One of the main reasons I like Zenphoto is it’s search ability; all fields can be searched (including EXIF fields), and the search results are presented as an album which can be browsed. Additionally, dynamic albums can be created as a type of saved search; as new photos are added which meet the search criteria, they show up in the dynamic album.
Option #3 – Flickr Pro
I formerly used Flickr as my photo gallery, until I was introduced to Gallery by a friend. The primary reason I switched from Flickr to Gallery was cost; Gallery was free, and in order to create more than 3 sets on Flickr required a Pro account, which cost $24.95 a year. Flickr meets virtually all of my main criteria; it especially excels at the “sharing” aspects of photo sharing. It easily allows me to embed or link to a re-sized image, or make prints or other merchandise via the print service partners. And with a Pro account, I get unlimited space and uploads, so I can never fill it up, unlike a gallery I run myself.
Flickr handles searches a little better than Gallery, but not as nicely as Zenphoto; all EXIF and IPTC fields can be searched, but the results are simply spit out in a long list. And while Sets and Collections make sense to me, I’m not sure how easily navigated Flickr is for someone not already familiar with it. My chief complaint with Flickr, however, is a result of the fact that I’m not running it myself; I can’t change aspects I don’t like.
Option #4 – SmugMug
SmugMug was recommended to me as a more professional hosted photo solution, at a higher cost. Whereas Flickr Pro is $24.95 a year, SmugMug has three different plans going for $39.95 (Standard), $59.95 (Power User) or $149.95 (Professional) per year. It seems to meet most of my criteria, while looking a bit more professional than Flickr Pro.
I’m not sure how extensive the EXIF and IPTC support is with SmugMug – I know it’s supported, but I’ve not been able to view the EXIF and IPTC information in galleries beyond the standard title, description and tags. Without creating an account, I can’t really judge the the interface for the admin or photo management. The ability to replace or re-upload a photo is not advertised, but I can’t know for sure without creating an account. Beyond that, it fares well; member can choose who is allowed to comment or download images, and folks don’t need to sign up in order to leave a comment.

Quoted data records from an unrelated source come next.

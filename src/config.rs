//! Configuration
//!
//! UI timing constants, startup configuration read from local storage, and
//! the persisted search-limit preference.

use std::cell::RefCell;
use std::str::FromStr;

use gloo_storage::Storage;
use log::LevelFilter;

/// Debounce for the search input
pub const SEARCH_DEBOUNCE_MS: u32 = 150;
/// Idle time before the modal count field is saved
pub const COUNT_SAVE_DELAY_MS: u32 = 500;
/// Idle time before the modal notes field is saved
pub const NOTES_SAVE_DELAY_MS: u32 = 1000;
/// Deferred stats refresh after an in-place count change
pub const STATS_REFRESH_DELAY_MS: u32 = 1000;
/// How long a notification stays on screen
pub const NOTIFICATION_MS: u32 = 2000;

/// Queries shorter than this (after trimming) never reach the backend
pub const MIN_QUERY_CHARS: usize = 2;

pub const DEFAULT_SEARCH_LIMIT: u32 = 25;
pub const SEARCH_LIMIT_OPTIONS: &[u32] = &[10, 25, 50, 100, 250];

pub const SEARCH_LIMIT_KEY: &str = "searchLimit";
pub const LOG_LEVEL_KEY: &str = "logLevel";
pub const API_BASE_KEY: &str = "apiBase";

pub const DEFAULT_API_BASE: &str = "/api";

/// Startup configuration
#[derive(Debug, Clone, PartialEq)]
pub struct AppConfig {
    /// Prefix for HTTP-mode endpoints, without trailing slash
    pub api_base: String,
    pub log_level: LevelFilter,
}

impl Default for AppConfig {
    fn default() -> Self {
        Self {
            api_base: DEFAULT_API_BASE.to_string(),
            log_level: LevelFilter::Info,
        }
    }
}

impl AppConfig {
    /// Build from a key lookup; unset or invalid values keep their defaults
    pub fn from_lookup(lookup: impl Fn(&str) -> Option<String>) -> Self {
        let mut config = Self::default();

        if let Some(base) = lookup(API_BASE_KEY) {
            let base = base.trim().trim_end_matches('/');
            if !base.is_empty() {
                config.api_base = base.to_string();
            }
        }

        if let Some(level) = lookup(LOG_LEVEL_KEY) {
            if let Ok(level) = LevelFilter::from_str(level.trim()) {
                config.log_level = level;
            }
        }

        config
    }

    /// Read overrides from browser local storage
    pub fn load() -> Self {
        let storage = gloo_storage::LocalStorage::raw();
        Self::from_lookup(|key| storage.get_item(key).ok().flatten())
    }
}

thread_local! {
    static CURRENT: RefCell<AppConfig> = RefCell::new(AppConfig::default());
}

pub fn install(config: AppConfig) {
    CURRENT.with(|c| *c.borrow_mut() = config);
}

pub fn api_base() -> String {
    CURRENT.with(|c| c.borrow().api_base.clone())
}

// ========================
// Preferences
// ========================

/// Missing or zero limits fall back to the default
pub fn normalize_search_limit(limit: Option<u32>) -> u32 {
    match limit {
        Some(limit) if limit > 0 => limit,
        _ => DEFAULT_SEARCH_LIMIT,
    }
}

pub fn load_search_limit() -> u32 {
    normalize_search_limit(gloo_storage::LocalStorage::get::<u32>(SEARCH_LIMIT_KEY).ok())
}

pub fn save_search_limit(limit: u32) {
    if let Err(e) = gloo_storage::LocalStorage::set(SEARCH_LIMIT_KEY, limit) {
        log::warn!("[Config] Could not persist search limit: {}", e);
    } else {
        log::info!("[Config] Search limit set to: {}", limit);
    }
}

#[cfg(test)]
mod tests {
    use super::*;
    use std::collections::HashMap;

    fn lookup(pairs: &[(&str, &str)]) -> impl Fn(&str) -> Option<String> {
        let map: HashMap<String, String> = pairs
            .iter()
            .map(|(k, v)| (k.to_string(), v.to_string()))
            .collect();
        move |key| map.get(key).cloned()
    }

    #[test]
    fn test_defaults_without_overrides() {
        let config = AppConfig::from_lookup(lookup(&[]));
        assert_eq!(config, AppConfig::default());
        assert_eq!(config.api_base, "/api");
        assert_eq!(config.log_level, LevelFilter::Info);
    }

    #[test]
    fn test_overrides() {
        let config = AppConfig::from_lookup(lookup(&[
            (API_BASE_KEY, "http://localhost:8080/api/"),
            (LOG_LEVEL_KEY, "debug"),
        ]));
        assert_eq!(config.api_base, "http://localhost:8080/api");
        assert_eq!(config.log_level, LevelFilter::Debug);
    }

    #[test]
    fn test_invalid_overrides_are_ignored() {
        let config = AppConfig::from_lookup(lookup(&[(API_BASE_KEY, "  / "), (LOG_LEVEL_KEY, "loud")]));
        assert_eq!(config, AppConfig::default());
    }

    #[test]
    fn test_normalize_search_limit() {
        assert_eq!(normalize_search_limit(None), 25);
        assert_eq!(normalize_search_limit(Some(0)), 25);
        assert_eq!(normalize_search_limit(Some(50)), 50);
    }
}
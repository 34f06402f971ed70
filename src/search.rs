//! Search Session
//!
//! Query normalization, the per-session result cache and result paging.
//! Pure state, owned by the app context and driven by the search panel.

use std::collections::HashMap;

use crate::config::MIN_QUERY_CHARS;
use crate::models::Item;

/// Trimmed query, or `None` when it is too short to search
pub fn normalize_query(raw: &str) -> Option<&str> {
    let query = raw.trim();
    (query.chars().count() >= MIN_QUERY_CHARS).then_some(query)
}

/// What the panel should do for a query
#[derive(Debug, Clone, PartialEq)]
pub enum SearchStep {
    /// Too short: hide results, no backend call
    Clear,
    /// Served from the cache
    Cached(Vec<Item>),
    /// Ask the backend for this (normalized) query
    Fetch(String),
}

/// Results cached by exact trimmed query; no eviction, cleared on mutation
#[derive(Debug, Clone, Default)]
pub struct SearchSession {
    cache: HashMap<String, Vec<Item>>,
}

impl SearchSession {
    pub fn begin(&self, raw: &str) -> SearchStep {
        match normalize_query(raw) {
            None => SearchStep::Clear,
            Some(query) => match self.cache.get(query) {
                Some(results) => SearchStep::Cached(results.clone()),
                None => SearchStep::Fetch(query.to_string()),
            },
        }
    }

    pub fn complete(&mut self, query: String, results: Vec<Item>) {
        self.cache.insert(query, results);
    }

    pub fn invalidate(&mut self) {
        self.cache.clear();
    }

    pub fn is_empty(&self) -> bool {
        self.cache.is_empty()
    }
}

/// Results as displayed: at most `limit` rows plus the backend total
#[derive(Debug, Clone, PartialEq)]
pub struct SearchPage {
    pub rows: Vec<Item>,
    pub total: usize,
}

impl SearchPage {
    pub fn new(mut results: Vec<Item>, limit: u32) -> Self {
        let total = results.len();
        results.truncate(limit as usize);
        Self { rows: results, total }
    }

    pub fn is_truncated(&self) -> bool {
        self.total > self.rows.len()
    }

    /// Set the count of every row with this name
    pub fn patch_count(&mut self, name: &str, count: u32) -> bool {
        let mut patched = false;
        for row in self.rows.iter_mut().filter(|row| row.name == name) {
            row.count = count;
            patched = true;
        }
        patched
    }
}

#[cfg(test)]
mod tests {
    use super::*;

    fn item(name: &str, count: u32) -> Item {
        Item {
            name: name.to_string(),
            item_type: None,
            count,
            notes: None,
            icon_url: None,
            thumb_url: None,
            full_url: None,
            image_url: None,
        }
    }

    #[test]
    fn test_short_queries_never_fetch() {
        let session = SearchSession::default();
        assert_eq!(session.begin(""), SearchStep::Clear);
        assert_eq!(session.begin("a"), SearchStep::Clear);
        assert_eq!(session.begin("  x  "), SearchStep::Clear);
        assert_eq!(session.begin(" ab "), SearchStep::Fetch("ab".to_string()));
    }

    #[test]
    fn test_repeated_query_uses_cache_until_invalidated() {
        let mut session = SearchSession::default();

        let SearchStep::Fetch(query) = session.begin("sword") else {
            panic!("first lookup should fetch");
        };
        session.complete(query, vec![item("Sword", 1)]);

        assert_eq!(session.begin("sword"), SearchStep::Cached(vec![item("Sword", 1)]));
        assert_eq!(session.begin(" sword "), SearchStep::Cached(vec![item("Sword", 1)]));

        session.invalidate();
        assert!(session.is_empty());
        assert_eq!(session.begin("sword"), SearchStep::Fetch("sword".to_string()));
    }

    #[test]
    fn test_cache_key_is_exact() {
        let mut session = SearchSession::default();
        session.complete("sword".to_string(), vec![]);
        assert_eq!(session.begin("Sword"), SearchStep::Fetch("Sword".to_string()));
    }

    #[test]
    fn test_page_truncates_to_limit() {
        let results: Vec<Item> = (0..40).map(|i| item(&format!("Sword {}", i), 0)).collect();
        let page = SearchPage::new(results, 25);
        assert_eq!(page.rows.len(), 25);
        assert_eq!(page.total, 40);
        assert!(page.is_truncated());
    }

    #[test]
    fn test_page_within_limit_is_not_truncated() {
        let page = SearchPage::new(vec![item("Ether", 0), item("Ethanol", 2)], 25);
        assert_eq!(page.rows.len(), 2);
        assert!(!page.is_truncated());

        let page = SearchPage::new((0..25).map(|i| item(&i.to_string(), 0)).collect(), 25);
        assert!(!page.is_truncated());
    }

    #[test]
    fn test_patch_count() {
        let mut page = SearchPage::new(vec![item("Ether", 0), item("Ethanol", 2)], 25);
        assert!(page.patch_count("Ether", 1));
        assert!(!page.patch_count("Water", 3));
        assert_eq!(page.rows[0].count, 1);
        assert_eq!(page.rows[1].count, 2);
    }
}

Between the two open source options, I would lean towards Zenphoto over Gallery. My only real complaint with Zenphoto is my inability to replace photos, which I may actually be able to circumvent by simply overwriting the photo via FTP. I much prefer the search and dynamic albums of Zenphoto, and it now has support for the Shutterfly printing service.
Between the photo sharing websites, the decision is a little tougher. I prefer the design flexibility of SmugMug, but can’t necessarily justify the price difference. Of course, SmugMug has less controversy regarding censorship, leading me to feel my photos would be more safe at SmugMug than at Flickr. Without seeing the admin interface firsthand, though, I can’t really choose SmugMug over Flickr.
Final decision? I think I’m going to go with Zenphoto. It lacks some of the photo sharing and print service aspects that Flickr and SmugMug have, but I don’t really need them. For what is primarily family photos, I think I feel more secure having them under my own control.